EXERCISE DESCRIPTION -
Each record needs to be echoed exactly; can you do that?

Saved entries:
================================

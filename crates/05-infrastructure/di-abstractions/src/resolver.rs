//! 实例解析请求
//!
//! 描述一次 get-or-create 调用的全部输入

use serde_json::Value;

/// 实例解析请求
#[derive(Debug, Clone, PartialEq)]
pub struct ResolveRequest {
    /// 要构造的类型名称
    pub type_name: String,
    /// 显式构造参数，缺省时回退到构造配置
    pub params: Option<Value>,
    /// 缓存和配置使用的实例名称，缺省为类型名称
    pub instance_name: Option<String>,
    /// 是否共享（缓存）实例
    pub shared: bool,
    /// 初始化器名称
    pub initializer: Option<String>,
}

impl ResolveRequest {
    /// 创建新的解析请求，默认共享实例
    pub fn new(type_name: impl Into<String>) -> Self {
        Self {
            type_name: type_name.into(),
            params: None,
            instance_name: None,
            shared: true,
            initializer: None,
        }
    }

    /// 设置构造参数
    pub fn with_params(mut self, params: Value) -> Self {
        self.params = Some(params);
        self
    }

    /// 设置实例名称
    pub fn with_instance_name(mut self, instance_name: impl Into<String>) -> Self {
        self.instance_name = Some(instance_name.into());
        self
    }

    /// 设置是否共享
    pub fn shared(mut self, shared: bool) -> Self {
        self.shared = shared;
        self
    }

    /// 每次都创建新实例，且不写入缓存
    pub fn transient(self) -> Self {
        self.shared(false)
    }

    /// 设置初始化器
    pub fn with_initializer(mut self, initializer: impl Into<String>) -> Self {
        self.initializer = Some(initializer.into());
        self
    }

    /// 缓存和配置的键
    pub fn instance_key(&self) -> &str {
        self.instance_name.as_deref().unwrap_or(&self.type_name)
    }
}

impl From<&str> for ResolveRequest {
    fn from(type_name: &str) -> Self {
        Self::new(type_name)
    }
}

impl From<String> for ResolveRequest {
    fn from(type_name: String) -> Self {
        Self::new(type_name)
    }
}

================================

EXERCISE OUTPUT -
filename crates/05-infrastructure/di-abstractions/src/resolver.rs
//! 实例解析请求
//!
//! 描述一次 get-or-create 调用的全部输入

use serde_json::Value;

/// 实例解析请求
#[derive(Debug, Clone, PartialEq)]
pub struct ResolveRequest {
    /// 要构造的类型名称
    pub type_name: String,
    /// 显式构造参数，缺省时回退到构造配置
    pub params: Option<Value>,
    /// 缓存和配置使用的实例名称，缺省为类型名称
    pub instance_name: Option<String>,
    /// 是否共享（缓存）实例
    pub shared: bool,
    /// 初始化器名称
    pub initializer: Option<String>,
}

impl ResolveRequest {
    /// 创建新的解析请求，默认共享实例
    pub fn new(type_name: impl Into<String>) -> Self {
        Self {
            type_name: type_name.into(),
            params: None,
            instance_name: None,
            shared: true,
            initializer: None,
        }
    }

    /// 设置构造参数
    pub fn with_params(mut self, params: Value) -> Self {
        self.params = Some(params);
        self
    }

    /// 设置实例名称
    pub fn with_instance_name(mut self, instance_name: impl Into<String>) -> Self {
        self.instance_name = Some(instance_name.into());
        self
    }

    /// 设置是否共享
    pub fn shared(mut self, shared: bool) -> Self {
        self.shared = shared;
        self
    }

    /// 每次都创建新实例，且不写入缓存
    pub fn transient(self) -> Self {
        self.shared(false)
    }

    /// 设置初始化器
    pub fn with_initializer(mut self, initializer: impl Into<String>) -> Self {
        self.initializer = Some(initializer.into());
        self
    }

    /// 缓存和配置的键
    pub fn instance_key(&self) -> &str {
        self.instance_name.as_deref().unwrap_or(&self.type_name)
    }
}

impl From<&str> for ResolveRequest {
    fn from(type_name: &str) -> Self {
        Self::new(type_name)
    }
}

impl From<String> for ResolveRequest {
    fn from(type_name: String) -> Self {
        Self::new(type_name)
    }
}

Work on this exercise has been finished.